Esta é uma preocupação bem conhecida em alguns países, onde o objetivo das instituições públicas não é apenas a estabilidade do sistema financeiro, mas também a sua competitividade e a eficiência dos procedimentos. Estes aspetos, contudo, são frequentemente negligenciados nas instituições europeias. Por exemplo, o mecanismo único de supervisão dos bancos, estabelecido no âmbito do BCE, tem como único objetivo a estabilidade, aparentemente a qualquer custo. A questão da eficiência e da competitividade não parece ser da sua alçada. Cabe, portanto, às instituições políticas da UE, a começar pela Comissão Europeia, enfrentar este desafio e exigir, inclusive através da alteração dos estatutos das autoridades de supervisão, como a ESMA, que a eficiência e a competitividade sejam critérios fundamentais no novo sistema único de supervisão dos mercados financeiros.

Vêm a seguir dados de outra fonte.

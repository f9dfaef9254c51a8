use rust_decimal::Decimal;
use sea_orm::entity::prelude::*;
use serde::{Deserialize, Serialize};

/// Line item of an order. `price_at_time` is the unit price frozen at the
/// moment the item was created; later variant price changes never touch it.
#[derive(Clone, Debug, PartialEq, Eq, DeriveEntityModel, Serialize, Deserialize)]
#[sea_orm(table_name = "order_items")]
pub struct Model {
    #[sea_orm(primary_key)]
    pub id: i64,
    pub order_id: i64,
    pub variant_id: i64,
    pub quantity: i32,
    #[sea_orm(column_type = "Decimal(Some((10, 2)))")]
    pub price_at_time: Decimal,
}

#[derive(Copy, Clone, Debug, EnumIter, DeriveRelation)]
pub enum Relation {
    #[sea_orm(
        belongs_to = "super::order::Entity",
        from = "Column::OrderId",
        to = "super::order::Column::Id"
    )]
    Order,
    #[sea_orm(
        belongs_to = "super::product_variant::Entity",
        from = "Column::VariantId",
        to = "super::product_variant::Column::Id"
    )]
    Variant,
}

impl Related<super::order::Entity> for Entity {
    fn to() -> RelationDef {
        Relation::Order.def()
    }
}

impl Related<super::product_variant::Entity> for Entity {
    fn to() -> RelationDef {
        Relation::Variant.def()
    }
}

impl ActiveModelBehavior for ActiveModel {}

impl Model {
    /// quantity x frozen unit price.
    pub fn line_total(&self) -> Decimal {
        Decimal::from(self.quantity) * self.price_at_time
    }
}

#[cfg(test)]
mod tests {
    use super::*;
    use rust_decimal_macros::dec;

    #[test]
    fn line_total_multiplies_quantity_by_snapshot() {
        let item = Model {
            id: 1,
            order_id: 1,
            variant_id: 1,
            quantity: 3,
            price_at_time: dec!(199.99),
        };
        assert_eq!(item.line_total(), dec!(599.97));
    }
}
use super::common::{created_response, no_content_response, success_response, validate_input};
use crate::{
    auth::AuthenticatedUser,
    errors::ServiceError,
    services::catalog::{CategoryInput, CategoryWithPath},
    AppState,
};
use axum::{
    extract::{Json, Path, State},
    response::IntoResponse,
    routing::get,
    Router,
};
use serde::{Deserialize, Serialize};
use utoipa::ToSchema;
use validator::Validate;

/// Creates the router for category endpoints
pub fn categories_routes() -> Router<AppState> {
    Router::new()
        .route("/", get(list_categories).post(create_category))
        .route(
            "/:id",
            get(get_category)
                .put(update_category)
                .delete(delete_category),
        )
}

/// List all categories
#[utoipa::path(
    get,
    path = "/api/v1/categories",
    responses(
        (status = 200, description = "Categories retrieved", body = crate::ApiResponse<Vec<CategoryResponse>>)
    ),
    tag = "Catalog"
)]
pub async fn list_categories(
    State(state): State<AppState>,
) -> Result<impl IntoResponse, ServiceError> {
    let categories = state.services.catalog.list_categories_with_paths().await?;
    let categories: Vec<CategoryResponse> =
        categories.into_iter().map(CategoryResponse::from).collect();
    Ok(success_response(categories))
}

/// Get a category by id
#[utoipa::path(
    get,
    path = "/api/v1/categories/{id}",
    params(("id" = i64, Path, description = "Category id")),
    responses(
        (status = 200, description = "Category retrieved", body = crate::ApiResponse<CategoryResponse>),
        (status = 404, description = "Category not found", body = crate::errors::ErrorResponse)
    ),
    tag = "Catalog"
)]
pub async fn get_category(
    State(state): State<AppState>,
    Path(id): Path<i64>,
) -> Result<impl IntoResponse, ServiceError> {
    let category = state.services.catalog.get_category_with_path(id).await?;
    Ok(success_response(CategoryResponse::from(category)))
}

/// Create a category, optionally under a parent
#[utoipa::path(
    post,
    path = "/api/v1/categories",
    request_body = CategoryRequest,
    responses(
        (status = 201, description = "Category created", body = crate::ApiResponse<CategoryResponse>),
        (status = 400, description = "Invalid payload", body = crate::errors::ErrorResponse),
        (status = 404, description = "Parent category not found", body = crate::errors::ErrorResponse)
    ),
    security(("bearer" = [])),
    tag = "Catalog"
)]
pub async fn create_category(
    _user: AuthenticatedUser,
    State(state): State<AppState>,
    Json(payload): Json<CategoryRequest>,
) -> Result<impl IntoResponse, ServiceError> {
    validate_input(&payload)?;

    let created = state
        .services
        .catalog
        .create_category(payload.into_input())
        .await?;
    let category = state.services.catalog.get_category_with_path(created.id).await?;
    Ok(created_response(CategoryResponse::from(category)))
}

/// Update a category
#[utoipa::path(
    put,
    path = "/api/v1/categories/{id}",
    params(("id" = i64, Path, description = "Category id")),
    request_body = CategoryRequest,
    responses(
        (status = 200, description = "Category updated", body = crate::ApiResponse<CategoryResponse>),
        (status = 400, description = "A category cannot be its own parent", body = crate::errors::ErrorResponse),
        (status = 404, description = "Category not found", body = crate::errors::ErrorResponse)
    ),
    security(("bearer" = [])),
    tag = "Catalog"
)]
pub async fn update_category(
    _user: AuthenticatedUser,
    State(state): State<AppState>,
    Path(id): Path<i64>,
    Json(payload): Json<CategoryRequest>,
) -> Result<impl IntoResponse, ServiceError> {
    validate_input(&payload)?;

    let updated = state
        .services
        .catalog
        .update_category(id, payload.into_input())
        .await?;
    let category = state.services.catalog.get_category_with_path(updated.id).await?;
    Ok(success_response(CategoryResponse::from(category)))
}

/// Delete a category. Children are detached, not deleted.
#[utoipa::path(
    delete,
    path = "/api/v1/categories/{id}",
    params(("id" = i64, Path, description = "Category id")),
    responses(
        (status = 204, description = "Category deleted"),
        (status = 404, description = "Category not found", body = crate::errors::ErrorResponse)
    ),
    security(("bearer" = [])),
    tag = "Catalog"
)]
pub async fn delete_category(
    _user: AuthenticatedUser,
    State(state): State<AppState>,
    Path(id): Path<i64>,
) -> Result<impl IntoResponse, ServiceError> {
    state.services.catalog.delete_category(id).await?;
    Ok(no_content_response())
}

// Request/Response DTOs

#[derive(Debug, Deserialize, Validate, ToSchema)]
pub struct CategoryRequest {
    #[validate(length(min = 1, max = 100))]
    pub name: String,
    #[serde(default)]
    pub description: Option<String>,
    /// Parent category id for nesting
    #[serde(default)]
    pub parent_id: Option<i64>,
}

impl CategoryRequest {
    fn into_input(self) -> CategoryInput {
        CategoryInput {
            name: self.name,
            description: self.description,
            parent_id: self.parent_id,
        }
    }
}

#[derive(Debug, Serialize, ToSchema)]
pub struct CategoryResponse {
    pub id: i64,
    pub name: String,
    #[serde(skip_serializing_if = "Option::is_none")]
    pub description: Option<String>,
    #[serde(skip_serializing_if = "Option::is_none")]
    pub parent_id: Option<i64>,
    /// Full ancestry, e.g. "Audio -> Headphones"
    pub display_path: String,
}

impl From<CategoryWithPath> for CategoryResponse {
    fn from(with_path: CategoryWithPath) -> Self {
        let CategoryWithPath {
            category,
            display_path,
        } = with_path;
        Self {
            id: category.id,
            name: category.name,
            description: category.description,
            parent_id: category.parent_id,
            display_path,
        }
    }
}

Isso também atenderia às preocupações de alguns operadores financeiros. Como relata o mesmo artigo do Financial Times, a associação de fundos de investimento se opõe à expansão do escopo da ESMA porque, em sua visão, isso resultaria em custos mais altos para os operadores privados. Na realidade, os principais fundos de investimento, especialmente os de fora da Europa e principalmente dos EUA, consideram mais conveniente buscar regulamentações dentro da Europa e se estabelecer em países como Irlanda e Luxemburgo, onde a supervisão é mais eficiente, menos onerosa e talvez mais flexível . Este é um privilégio que nenhum outro mercado oferece aos operadores estrangeiros. Sistemas de supervisão integrados são uma ferramenta para reduzir o tratamento desigual. Mas eles não garantem, por si só, uma redução na fragmentação e na integração do mercado. Isso é demonstrado pelo setor bancário, onde a fragmentação não diminuiu, mas na verdade aumentou nos últimos dez anos, apesar da união bancária. A menos que as autoridades europeias recebam um objetivo claro, que vá além da estabilidade a qualquer custo e também abranja a eficiência de suas operações e a competitividade de todo o sistema, a integração dos mercados financeiros e bancários jamais será alcançada.